[Dataset records]
########
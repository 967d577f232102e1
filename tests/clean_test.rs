//! Integration tests for `pkgforge clean`
//!
//! - Default: forget the lastcheck cache so packages are re-evaluated
//! - `--all`: remove the state directory

mod common;

use common::{producing_script, recipe, run_pkgforge, TestProject};

fn setup_built_project() -> TestProject {
    let project = TestProject::new();
    project.add_package("a", &recipe(&[]), &producing_script("a"));
    let output = run_pkgforge(&project, &["build"]);
    assert!(
        output.status.success(),
        "build failed: {}",
        String::from_utf8_lossy(&output.stderr)
    );
    project
}

#[test]
fn test_clean_removes_lastcheck_only() {
    let project = setup_built_project();
    assert!(project.file_exists("build/_lastcheck"));

    let output = run_pkgforge(&project, &["clean"]);

    assert!(output.status.success());
    assert!(!project.file_exists("build/_lastcheck"));
    assert!(project.file_exists("build/_result"));
    assert!(project.file_exists("build/repo/a/a.bin"));
}

#[test]
fn test_build_after_clean_rebuilds_with_reason() {
    let project = setup_built_project();
    assert!(run_pkgforge(&project, &["clean"]).status.success());

    assert!(run_pkgforge(&project, &["build"]).status.success());

    let history = project.read_file("build/history/a.jsonl");
    assert_eq!(history.lines().count(), 2);
    assert!(history.lines().last().unwrap().contains("\"new build\""));
}

#[test]
fn test_clean_all_removes_state_dir() {
    let project = setup_built_project();

    let output = run_pkgforge(&project, &["clean", "--all"]);

    assert!(output.status.success());
    assert!(!project.file_exists("build"));
    assert!(project.file_exists("packages/a/package.toml"));
}

#[test]
fn test_clean_nothing() {
    let project = TestProject::new();

    let output = run_pkgforge(&project, &["clean"]);

    assert!(output.status.success());
    assert!(String::from_utf8_lossy(&output.stdout).contains("Nothing to clean"));
}
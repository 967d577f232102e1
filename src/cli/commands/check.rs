//! Check command implementation
//!
//! Implements `pkgforge check`: a single dry-run pass that reports what a
//! build would do. Nothing is built and no state is written.

use anyhow::{bail, Context, Result};
use std::path::Path;
use std::sync::Arc;

use crate::cli::output::{format_status_line, status, OutputConfig};
use crate::core::config::Overrides;
use crate::core::engine::Engine;
use crate::core::status::PackageStatus;
use crate::infra::executor::CommandExecutor;

/// Execute the check command
pub async fn execute(project_dir: &Path, overrides: &Overrides) -> Result<()> {
    let settings = super::load_settings(project_dir, overrides)?;
    if !settings.packages_dir.is_dir() {
        bail!(
            "No packages directory found at {}",
            settings.packages_dir.display()
        );
    }

    // Never started, so no container runtime is required
    let executor = CommandExecutor::new(settings.jobs);
    let mut engine = Engine::open(&settings, Arc::new(executor))
        .await
        .with_context(|| "Failed to load project")?
        .with_dry_run(true);
    let summary = engine.run().await.with_context(|| "Check failed")?;

    let out = OutputConfig::current();
    if out.json {
        println!("{}", serde_json::to_string_pretty(&summary.statuses)?);
        return Ok(());
    }
    if out.quiet {
        return Ok(());
    }

    for (id, entry) in &summary.statuses {
        println!("{}", format_status_line(id, entry));
    }

    let scheduled = summary.count(PackageStatus::Scheduled);
    if scheduled == 0 {
        println!("\n{} Nothing to build", status::SUCCESS);
    } else {
        println!("\n{} {scheduled} package(s) would be built", status::INFO);
    }
    Ok(())
}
########
Work instructions
Without changing a word, write out each entry again.

Result of the task
repository 967d577f232102e1
filename tests/clean_test.rs
//! Integration tests for `pkgforge clean`
//!
//! - Default: forget the lastcheck cache so packages are re-evaluated
//! - `--all`: remove the state directory

mod common;

use common::{producing_script, recipe, run_pkgforge, TestProject};

fn setup_built_project() -> TestProject {
    let project = TestProject::new();
    project.add_package("a", &recipe(&[]), &producing_script("a"));
    let output = run_pkgforge(&project, &["build"]);
    assert!(
        output.status.success(),
        "build failed: {}",
        String::from_utf8_lossy(&output.stderr)
    );
    project
}

#[test]
fn test_clean_removes_lastcheck_only() {
    let project = setup_built_project();
    assert!(project.file_exists("build/_lastcheck"));

    let output = run_pkgforge(&project, &["clean"]);

    assert!(output.status.success());
    assert!(!project.file_exists("build/_lastcheck"));
    assert!(project.file_exists("build/_result"));
    assert!(project.file_exists("build/repo/a/a.bin"));
}

#[test]
fn test_build_after_clean_rebuilds_with_reason() {
    let project = setup_built_project();
    assert!(run_pkgforge(&project, &["clean"]).status.success());

    assert!(run_pkgforge(&project, &["build"]).status.success());

    let history = project.read_file("build/history/a.jsonl");
    assert_eq!(history.lines().count(), 2);
    assert!(history.lines().last().unwrap().contains("\"new build\""));
}

#[test]
fn test_clean_all_removes_state_dir() {
    let project = setup_built_project();

    let output = run_pkgforge(&project, &["clean", "--all"]);

    assert!(output.status.success());
    assert!(!project.file_exists("build"));
    assert!(project.file_exists("packages/a/package.toml"));
}

#[test]
fn test_clean_nothing() {
    let project = TestProject::new();

    let output = run_pkgforge(&project, &["clean"]);

    assert!(output.status.success());
    assert!(String::from_utf8_lossy(&output.stdout).contains("Nothing to clean"));
}
repository 967d577f232102e1
filename src/cli/commands/check.rs
//! Check command implementation
//!
//! Implements `pkgforge check`: a single dry-run pass that reports what a
//! build would do. Nothing is built and no state is written.

use anyhow::{bail, Context, Result};
use std::path::Path;
use std::sync::Arc;

use crate::cli::output::{format_status_line, status, OutputConfig};
use crate::core::config::Overrides;
use crate::core::engine::Engine;
use crate::core::status::PackageStatus;
use crate::infra::executor::CommandExecutor;

/// Execute the check command
pub async fn execute(project_dir: &Path, overrides: &Overrides) -> Result<()> {
    let settings = super::load_settings(project_dir, overrides)?;
    if !settings.packages_dir.is_dir() {
        bail!(
            "No packages directory found at {}",
            settings.packages_dir.display()
        );
    }

    // Never started, so no container runtime is required
    let executor = CommandExecutor::new(settings.jobs);
    let mut engine = Engine::open(&settings, Arc::new(executor))
        .await
        .with_context(|| "Failed to load project")?
        .with_dry_run(true);
    let summary = engine.run().await.with_context(|| "Check failed")?;

    let out = OutputConfig::current();
    if out.json {
        println!("{}", serde_json::to_string_pretty(&summary.statuses)?);
        return Ok(());
    }
    if out.quiet {
        return Ok(());
    }

    for (id, entry) in &summary.statuses {
        println!("{}", format_status_line(id, entry));
    }

    let scheduled = summary.count(PackageStatus::Scheduled);
    if scheduled == 0 {
        println!("\n{} Nothing to build", status::SUCCESS);
    } else {
        println!("\n{} {scheduled} package(s) would be built", status::INFO);
    }
    Ok(())
}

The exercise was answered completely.